Insulin Control of Glycogen Metabolism in Knockout Mice Lacking the Muscle-Specific Protein Phosphatase PP1G/R GL

Abstract

ABSTRACT The regulatory-targeting subunit (R GL , also called G M ) of the muscle-specific glycogen-associated protein phosphatase PP1G targets the enzyme to glycogen where it modulates the activity of glycogen-metabolizing enzymes. PP1G/R GL has been postulated to play a central role in epinephrine and insulin control of glycogen metabolism via phosphorylation of R GL . To investigate the function of the phosphatase, R GL knockout mice were generated. Animals lacking R GL show no obvious defects. The R GL protein is absent from the skeletal and cardiac muscle of null mutants and present at ∼50% of the wild-type level in heterozygotes. Both the level and activity of C1 protein are also decreased by ∼50% in the R GL -deficient mice. In skeletal muscle, the glycogen synthase (GS) activity ratio in the absence and presence of glucose-6-phosphate is reduced from 0.3 in the wild type to 0.1 in the null mutant R GL mice, whereas the phosphorylase activity ratio in the absence and presence of AMP is increased from 0.4 to 0.7. Glycogen accumulation is decreased by ∼90%. Despite impaired glycogen accumulation in muscle, the animals remain normoglycemic.
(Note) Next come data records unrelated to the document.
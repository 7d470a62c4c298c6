use std::collections::BTreeSet;

use crate::film::buffer::PlaneBuffer;
use crate::film::channel::ChannelKind;
use crate::foundation::color::Rgb;
use crate::foundation::error::{TilelightError, TilelightResult};

/// The shared accumulation buffer: per-pixel statistical channels addressable
/// by [`ChannelKind`].
///
/// Two radiance estimators coexist and are normalized independently:
///
/// - *pixel-normalized*: `(R, G, B, weight)` per pixel, display value is
///   `sum / weight`;
/// - *screen-normalized*: unweighted `(R, G, B)` per pixel, display value is
///   `sum * (pixel_count / total_screen_samples)`.
///
/// The channel set is fixed before [`Film::init`]; mutating it afterwards is
/// an error.
#[derive(Clone, Debug)]
pub struct Film {
    width: u32,
    height: u32,
    channels: BTreeSet<ChannelKind>,
    initialized: bool,

    radiance_per_pixel: Option<PlaneBuffer<4>>,
    radiance_per_screen: Option<PlaneBuffer<3>>,
    alpha: Option<PlaneBuffer<2>>,
    convergence: Option<PlaneBuffer<1>>,
    noise: Option<PlaneBuffer<1>>,
    display: Option<PlaneBuffer<3>>,

    pixel_sample_count: f64,
    screen_sample_count: f64,
}

impl Film {
    /// Creates an uninitialized film with the default channel set
    /// (pixel-normalized radiance plus a display buffer).
    pub fn new(width: u32, height: u32) -> TilelightResult<Self> {
        if width == 0 || height == 0 {
            return Err(TilelightError::config(format!(
                "film must have a non-zero area, got {width}x{height}"
            )));
        }

        let mut channels = BTreeSet::new();
        channels.insert(ChannelKind::RadiancePerPixelNormalized);
        channels.insert(ChannelKind::Display);

        Ok(Self {
            width,
            height,
            channels,
            initialized: false,
            radiance_per_pixel: None,
            radiance_per_screen: None,
            alpha: None,
            convergence: None,
            noise: None,
            display: None,
            pixel_sample_count: 0.0,
            screen_sample_count: 0.0,
        })
    }

    /// Creates an initialized film with exactly the given channels.
    pub fn with_channels(
        width: u32,
        height: u32,
        kinds: impl IntoIterator<Item = ChannelKind>,
    ) -> TilelightResult<Self> {
        let mut film = Self::new(width, height)?;
        film.channels.clear();
        for kind in kinds {
            film.channels.insert(kind);
        }
        film.init()?;
        Ok(film)
    }

    /// Creates an initialized film of a different size carrying the same
    /// channel set as `self`.
    pub fn derived(&self, width: u32, height: u32) -> TilelightResult<Self> {
        Self::with_channels(width, height, self.channels.iter().copied())
    }

    /// Adds a channel to the set; only valid before [`Film::init`].
    pub fn add_channel(&mut self, kind: ChannelKind) -> TilelightResult<()> {
        if self.initialized {
            return Err(TilelightError::film(
                "channels can only be added before film initialization",
            ));
        }
        self.channels.insert(kind);
        Ok(())
    }

    /// Removes a channel from the set; only valid before [`Film::init`].
    pub fn remove_channel(&mut self, kind: ChannelKind) -> TilelightResult<()> {
        if self.initialized {
            return Err(TilelightError::film(
                "channels can only be removed before film initialization",
            ));
        }
        self.channels.remove(&kind);
        Ok(())
    }

    /// Allocates all configured channel buffers. The channel set is frozen
    /// from this point on.
    pub fn init(&mut self) -> TilelightResult<()> {
        if self.initialized {
            return Err(TilelightError::film("film is already initialized"));
        }

        let (w, h) = (self.width, self.height);
        if self.has_channel(ChannelKind::RadiancePerPixelNormalized) {
            self.radiance_per_pixel = Some(PlaneBuffer::new(w, h));
        }
        if self.has_channel(ChannelKind::RadiancePerScreenNormalized) {
            self.radiance_per_screen = Some(PlaneBuffer::new(w, h));
        }
        if self.has_channel(ChannelKind::Alpha) {
            self.alpha = Some(PlaneBuffer::new(w, h));
        }
        if self.has_channel(ChannelKind::Convergence) {
            self.convergence = Some(PlaneBuffer::new(w, h));
        }
        if self.has_channel(ChannelKind::Noise) {
            self.noise = Some(PlaneBuffer::new(w, h));
        }
        if self.has_channel(ChannelKind::Display) {
            self.display = Some(PlaneBuffer::new(w, h));
        }

        self.initialized = true;
        Ok(())
    }

    /// True once [`Film::init`] has run.
    pub fn is_initialized(&self) -> bool {
        self.initialized
    }

    /// True when `kind` is part of the configured channel set.
    pub fn has_channel(&self, kind: ChannelKind) -> bool {
        self.channels.contains(&kind)
    }

    /// The configured channel set, in stable order.
    pub fn channels(&self) -> impl Iterator<Item = ChannelKind> + '_ {
        self.channels.iter().copied()
    }

    /// Width in pixels.
    pub fn width(&self) -> u32 {
        self.width
    }

    /// Height in pixels.
    pub fn height(&self) -> u32 {
        self.height
    }

    /// Number of pixels.
    pub fn pixel_count(&self) -> u64 {
        u64::from(self.width) * u64::from(self.height)
    }

    /// Clears every buffer and sample counter; channel allocation is reused.
    pub fn reset(&mut self) {
        if let Some(buf) = &mut self.radiance_per_pixel {
            buf.clear();
        }
        if let Some(buf) = &mut self.radiance_per_screen {
            buf.clear();
        }
        if let Some(buf) = &mut self.alpha {
            buf.clear();
        }
        if let Some(buf) = &mut self.convergence {
            buf.clear();
        }
        if let Some(buf) = &mut self.noise {
            buf.clear();
        }
        if let Some(buf) = &mut self.display {
            buf.clear();
        }
        self.pixel_sample_count = 0.0;
        self.screen_sample_count = 0.0;
    }

    //--------------------------------------------------------------------------
    // Sample accumulation
    //--------------------------------------------------------------------------

    /// Accumulates one observer-side sample into the pixel-normalized channel.
    pub fn add_pixel_sample(&mut self, x: u32, y: u32, radiance: Rgb, weight: f32) {
        if let Some(buf) = &mut self.radiance_per_pixel {
            buf.add(x, y, [radiance.r, radiance.g, radiance.b, weight]);
        }
        self.pixel_sample_count += 1.0;
    }

    /// Accumulates one light-side sample into the screen-normalized channel.
    pub fn add_screen_sample(&mut self, x: u32, y: u32, radiance: Rgb) {
        if let Some(buf) = &mut self.radiance_per_screen {
            buf.add(x, y, [radiance.r, radiance.g, radiance.b]);
        }
        self.screen_sample_count += 1.0;
    }

    /// Accumulates one coverage sample into the alpha channel.
    pub fn add_alpha_sample(&mut self, x: u32, y: u32, alpha: f32, weight: f32) {
        if let Some(buf) = &mut self.alpha {
            buf.add(x, y, [alpha, weight]);
        }
    }

    //--------------------------------------------------------------------------
    // Region merge
    //--------------------------------------------------------------------------

    /// Additively merges the `src_width`x`src_height` region of `src` starting
    /// at `(src_x, src_y)` into this film at `(dst_x, dst_y)`.
    ///
    /// Only channels present on both films are merged. `src`'s sample
    /// counters are added in full, so merging a worker's whole private buffer
    /// keeps the global statistics exact.
    pub fn add_film(
        &mut self,
        src: &Film,
        src_x: u32,
        src_y: u32,
        src_width: u32,
        src_height: u32,
        dst_x: u32,
        dst_y: u32,
    ) -> TilelightResult<()> {
        if src_x + src_width > src.width || src_y + src_height > src.height {
            return Err(TilelightError::film(format!(
                "merge source region {src_width}x{src_height}+{src_x}+{src_y} exceeds {}x{}",
                src.width, src.height
            )));
        }
        if dst_x + src_width > self.width || dst_y + src_height > self.height {
            return Err(TilelightError::film(format!(
                "merge destination region {src_width}x{src_height}+{dst_x}+{dst_y} exceeds {}x{}",
                self.width, self.height
            )));
        }

        self.pixel_sample_count += src.pixel_sample_count;
        self.screen_sample_count += src.screen_sample_count;

        if let (Some(dst), Some(s)) = (&mut self.radiance_per_pixel, &src.radiance_per_pixel) {
            for y in 0..src_height {
                for x in 0..src_width {
                    dst.add(dst_x + x, dst_y + y, s.get(src_x + x, src_y + y));
                }
            }
        }
        if let (Some(dst), Some(s)) = (&mut self.radiance_per_screen, &src.radiance_per_screen) {
            for y in 0..src_height {
                for x in 0..src_width {
                    dst.add(dst_x + x, dst_y + y, s.get(src_x + x, src_y + y));
                }
            }
        }
        if let (Some(dst), Some(s)) = (&mut self.alpha, &src.alpha) {
            for y in 0..src_height {
                for x in 0..src_width {
                    dst.add(dst_x + x, dst_y + y, s.get(src_x + x, src_y + y));
                }
            }
        }

        Ok(())
    }

    /// Merges the whole of `src` at `(0, 0)`.
    pub fn add_film_full(&mut self, src: &Film) -> TilelightResult<()> {
        self.add_film(src, 0, 0, src.width, src.height, 0, 0)
    }

    //--------------------------------------------------------------------------
    // Normalization & statistics
    //--------------------------------------------------------------------------

    /// The image-wide factor applied to screen-normalized sums.
    pub fn screen_normalization_factor(&self) -> f32 {
        if self.screen_sample_count > 0.0 {
            (self.pixel_count() as f64 / self.screen_sample_count) as f32
        } else {
            0.0
        }
    }

    /// The fully normalized radiance of one pixel: both estimators normalized
    /// independently, then summed.
    pub fn normalized_radiance(&self, x: u32, y: u32) -> Rgb {
        let mut out = Rgb::BLACK;

        if let Some(buf) = &self.radiance_per_pixel {
            let [r, g, b, w] = buf.get(x, y);
            if w > 0.0 {
                let inv = 1.0 / w;
                out += Rgb::new(r * inv, g * inv, b * inv);
            }
        }
        if let Some(buf) = &self.radiance_per_screen {
            let factor = self.screen_normalization_factor();
            if factor > 0.0 {
                let [r, g, b] = buf.get(x, y);
                out += Rgb::new(r, g, b) * factor;
            }
        }

        out
    }

    /// True if any estimator has received a sample for this pixel.
    pub fn has_samples(&self, x: u32, y: u32) -> bool {
        if let Some(buf) = &self.radiance_per_pixel {
            if buf.get(x, y)[3] > 0.0 {
                return true;
            }
        }
        if let Some(buf) = &self.radiance_per_screen {
            let [r, g, b] = buf.get(x, y);
            if r != 0.0 || g != 0.0 || b != 0.0 {
                return true;
            }
        }
        false
    }

    /// The pixel-normalized sample weight of one pixel (0 when the channel is
    /// absent).
    pub fn pixel_sample_weight(&self, x: u32, y: u32) -> f32 {
        self.radiance_per_pixel
            .as_ref()
            .map(|buf| buf.get(x, y)[3])
            .unwrap_or(0.0)
    }

    /// Total samples accumulated across both estimators.
    pub fn total_sample_count(&self) -> f64 {
        self.pixel_sample_count + self.screen_sample_count
    }

    /// Mean samples per pixel over the whole image.
    pub fn samples_per_pixel(&self) -> f64 {
        self.total_sample_count() / self.pixel_count() as f64
    }

    /// Mean screen-normalized samples per pixel over the whole image.
    pub fn screen_samples_per_pixel(&self) -> f64 {
        self.screen_sample_count / self.pixel_count() as f64
    }

    //--------------------------------------------------------------------------
    // Channel access
    //--------------------------------------------------------------------------

    /// The pixel-normalized accumulator, when configured.
    pub fn pixel_normalized(&self) -> Option<&PlaneBuffer<4>> {
        self.radiance_per_pixel.as_ref()
    }

    pub(crate) fn pixel_normalized_mut(&mut self) -> Option<&mut PlaneBuffer<4>> {
        self.radiance_per_pixel.as_mut()
    }

    /// The screen-normalized accumulator, when configured.
    pub fn screen_normalized(&self) -> Option<&PlaneBuffer<3>> {
        self.radiance_per_screen.as_ref()
    }

    /// The alpha coverage buffer, when configured.
    pub fn alpha(&self) -> Option<&PlaneBuffer<2>> {
        self.alpha.as_ref()
    }

    /// The tonemapped display buffer, when configured.
    pub fn display(&self) -> Option<&PlaneBuffer<3>> {
        self.display.as_ref()
    }

    /// Mutable access to the display buffer, when configured.
    pub fn display_mut(&mut self) -> Option<&mut PlaneBuffer<3>> {
        self.display.as_mut()
    }

    /// The convergence error map, when configured.
    pub fn convergence(&self) -> Option<&PlaneBuffer<1>> {
        self.convergence.as_ref()
    }

    /// Mutable access to the convergence error map, when configured.
    pub fn convergence_mut(&mut self) -> Option<&mut PlaneBuffer<1>> {
        self.convergence.as_mut()
    }

    /// The noise weight map, when configured.
    pub fn noise(&self) -> Option<&PlaneBuffer<1>> {
        self.noise.as_ref()
    }

    /// Mutable access to the noise weight map, when configured.
    pub fn noise_mut(&mut self) -> Option<&mut PlaneBuffer<1>> {
        self.noise.as_mut()
    }
}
Glucose tolerance and insulin responsiveness are identical in wild-type and knockout mice, as are basal and insulin-stimulated glucose uptakes in skeletal muscle. Most importantly, insulin activated GS in both wild-type and R GL null mutant mice and stimulated a GS-specific protein phosphatase in both groups. These results demonstrate that R GL is genetically linked to glycogen metabolism, since its loss decreases PP1 and basal GS activities and glycogen accumulation. However, PP1G/R GL is not required for insulin activation of GS in skeletal muscle, and rather another GS-specific phosphatase appears to be involved.